Three new publications provide detailed insights from multilateral development banks and development finance institutions on credit risk performance across emerging markets and developing economies. The findings could help address the massive financing gap these countries face – more than $10 trillion by 2050 according to the Organisation for Economic Co-operation and Development
(OECD). Recovery rates also performed well, with private lending showing 72.9% average annual recovery.
Emerging markets and developing economies have long struggled to attract investment due to perceived higher risks and lack of reliable data. Many investors avoid these markets or demand higher returns to compensate for what they see as greater uncertainty. The GEMs consortium brings together development finance institutions to share credit risk data and provide more transparency. Previous publications offered less detailed information, making it harder for investors to properly assess opportunities. This data gap has contributed to the massive underinvestment in regions that need capital most for development and climate goals.
The statistics show strong performance across different types of lending, with sovereign and sovereign-guaranteed loans performing best at just 0.77% annual default rates and 95.1% recovery rates. Public entity lending to municipalities and state-owned companies averaged 2.61% defaults with 85.8% recovery rates, and this has been improving over decades. Gregor Cigüt, head of the GEMs Secretariat in Luxembourg, said “with trillions in annual investments needed to meet global development and climate goals, we must make EMDEs investable at scale.” The data covers lending to 167 sovereign countries over a 41-year period, with only 39 countries experiencing defaults.

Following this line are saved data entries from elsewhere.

use chrono::{DateTime, NaiveDate, NaiveDateTime, NaiveTime, Utc};
use serde::{Deserialize, Serialize};
use uuid::Uuid;

use crate::dialect::Dialect;

/// A scalar value bound as a query parameter.
#[derive(Debug, Clone, PartialEq, Serialize, Deserialize)]
pub enum Value {
    /// Rendered inline with the dialect's NULL spelling, never bound.
    Null,
    Bool(bool),
    Int(i64),
    Float(f64),
    Text(String),
    Bytes(Vec<u8>),
    Uuid(Uuid),
    Date(NaiveDate),
    Time(NaiveTime),
    Timestamp(NaiveDateTime),
    TimestampTz(DateTime<Utc>),
    Json(serde_json::Value),
}

impl Value {
    pub fn is_null(&self) -> bool {
        matches!(self, Value::Null)
    }

    /// Render as an escaped SQL literal. Used for debug output only.
    pub fn to_sql_literal(&self, dialect: &dyn Dialect) -> String {
        match self {
            Value::Null => dialect.null_literal().to_string(),
            Value::Bool(b) => dialect.bool_literal(*b).to_string(),
            Value::Int(n) => n.to_string(),
            Value::Float(n) => n.to_string(),
            Value::Text(s) => quote_literal(s),
            Value::Bytes(bytes) => {
                let hex: String = bytes.iter().map(|b| format!("{:02x}", b)).collect();
                format!("X'{}'", hex)
            }
            Value::Uuid(u) => format!("'{}'", u),
            Value::Date(d) => format!("'{}'", d),
            Value::Time(t) => format!("'{}'", t),
            Value::Timestamp(ts) => format!("'{}'", ts),
            Value::TimestampTz(ts) => format!("'{}'", ts.to_rfc3339()),
            Value::Json(json) => quote_literal(&json.to_string()),
        }
    }
}

fn quote_literal(s: &str) -> String {
    format!("'{}'", s.replace('\'', "''"))
}

impl From<bool> for Value {
    fn from(b: bool) -> Self {
        Value::Bool(b)
    }
}

impl From<i16> for Value {
    fn from(n: i16) -> Self {
        Value::Int(n as i64)
    }
}

impl From<i32> for Value {
    fn from(n: i32) -> Self {
        Value::Int(n as i64)
    }
}

impl From<i64> for Value {
    fn from(n: i64) -> Self {
        Value::Int(n)
    }
}

impl From<u32> for Value {
    fn from(n: u32) -> Self {
        Value::Int(n as i64)
    }
}

impl From<f32> for Value {
    fn from(n: f32) -> Self {
        Value::Float(n as f64)
    }
}

impl From<f64> for Value {
    fn from(n: f64) -> Self {
        Value::Float(n)
    }
}

impl From<&str> for Value {
    fn from(s: &str) -> Self {
        Value::Text(s.to_string())
    }
}

impl From<String> for Value {
    fn from(s: String) -> Self {
        Value::Text(s)
    }
}

impl From<Vec<u8>> for Value {
    fn from(bytes: Vec<u8>) -> Self {
        Value::Bytes(bytes)
    }
}

impl From<Uuid> for Value {
    fn from(u: Uuid) -> Self {
        Value::Uuid(u)
    }
}

impl From<NaiveDate> for Value {
    fn from(d: NaiveDate) -> Self {
        Value::Date(d)
    }
}

impl From<NaiveTime> for Value {
    fn from(t: NaiveTime) -> Self {
        Value::Time(t)
    }
}

impl From<NaiveDateTime> for Value {
    fn from(ts: NaiveDateTime) -> Self {
        Value::Timestamp(ts)
    }
}

impl From<DateTime<Utc>> for Value {
    fn from(ts: DateTime<Utc>) -> Self {
        Value::TimestampTz(ts)
    }
}

impl From<serde_json::Value> for Value {
    fn from(json: serde_json::Value) -> Self {
        Value::Json(json)
    }
}

impl<T: Into<Value>> From<Option<T>> for Value {
    fn from(opt: Option<T>) -> Self {
        match opt {
            Some(v) => v.into(),
            None => Value::Null,
        }
    }
}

The new publications include more detailed breakdowns by country, sector, region, and project type than previous reports. Financial sector loans showed the lowest default rates at 2.26% and highest recovery at 79.1%. While Sub-Saharan Africa had higher default rates at 6.05%, it also showed the highest recovery rates at over 78%. Cigüt noted that by providing detailed statistics for risk and investment professionals to use in their models, GEMs helps investors, rating agencies, and policy institutions better understand investment risks in regions that have been underserved by credit risk information.